The Diocese of New York and New Jersey is a diocese of the Orthodox Church in America covering the states of New York and New Jersey. The Cathedral of the Protection of the Holy Virgin on Second Street in Manhattan is the seat of the bishop, with diocesan offices located in Syosset, New York. The diocese is headed by Archbishop Michael Dahulich, the diocesan bishop, who assumed control of the diocese after his consecration to the episcopacy on May 8, 2010.

History

The formal establishment of the Diocese of New York and New Jersey occurred after the OCA was granted autocephaly in 1970. As the diocese was the see of the ruling hierarch of the mission, and later of the autocephalous church, it supported the national Church's administration. The administrative offices were located, first, in New York City at the Holy Protection Cathedral and later, since about 1967, in Oyster Bay Cove, New York. 
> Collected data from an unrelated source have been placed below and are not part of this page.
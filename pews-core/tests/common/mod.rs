/// MSB-first bit writer for assembling feed resources in tests.
#[derive(Default)]
pub struct BitWriter {
    bytes: Vec<u8>,
    bits: usize,
}

impl BitWriter {
    pub fn new() -> Self {
        Self::default()
    }

    pub fn push(&mut self, value: u64, width: usize) -> &mut Self {
        for i in (0..width).rev() {
            if self.bits % 8 == 0 {
                self.bytes.push(0);
            }
            if (value >> i) & 1 == 1 {
                let last = self.bytes.len() - 1;
                self.bytes[last] |= 0x80 >> (self.bits % 8);
            }
            self.bits += 1;
        }
        self
    }

    pub fn zeros(&mut self, width: usize) -> &mut Self {
        for _ in 0..width {
            self.push(0, 1);
        }
        self
    }

    pub fn bit_len(&self) -> usize {
        self.bits
    }

    pub fn finish(&self) -> Vec<u8> {
        self.bytes.clone()
    }
}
Upon the establishment of the Diocese of Washington in 1981, the metropolitan and primatal see transferred to the new diocese, leaving New York as a local diocese. 

It was merged with the Diocese of Washington in 2005 as the Diocese of Washington and New York. It was restored as a separate diocese in 2009, with Metropolitan Jonah, who remained bishop of the Washington diocese, as Locum tenens. 

After the reinstatement of the diocese, meetings were held to prepare for the election of a new hierarch.  Eventually, Fr. Michael Dahulich was chosen, who was then consecrated the following spring and who remains the current bishop of the diocese.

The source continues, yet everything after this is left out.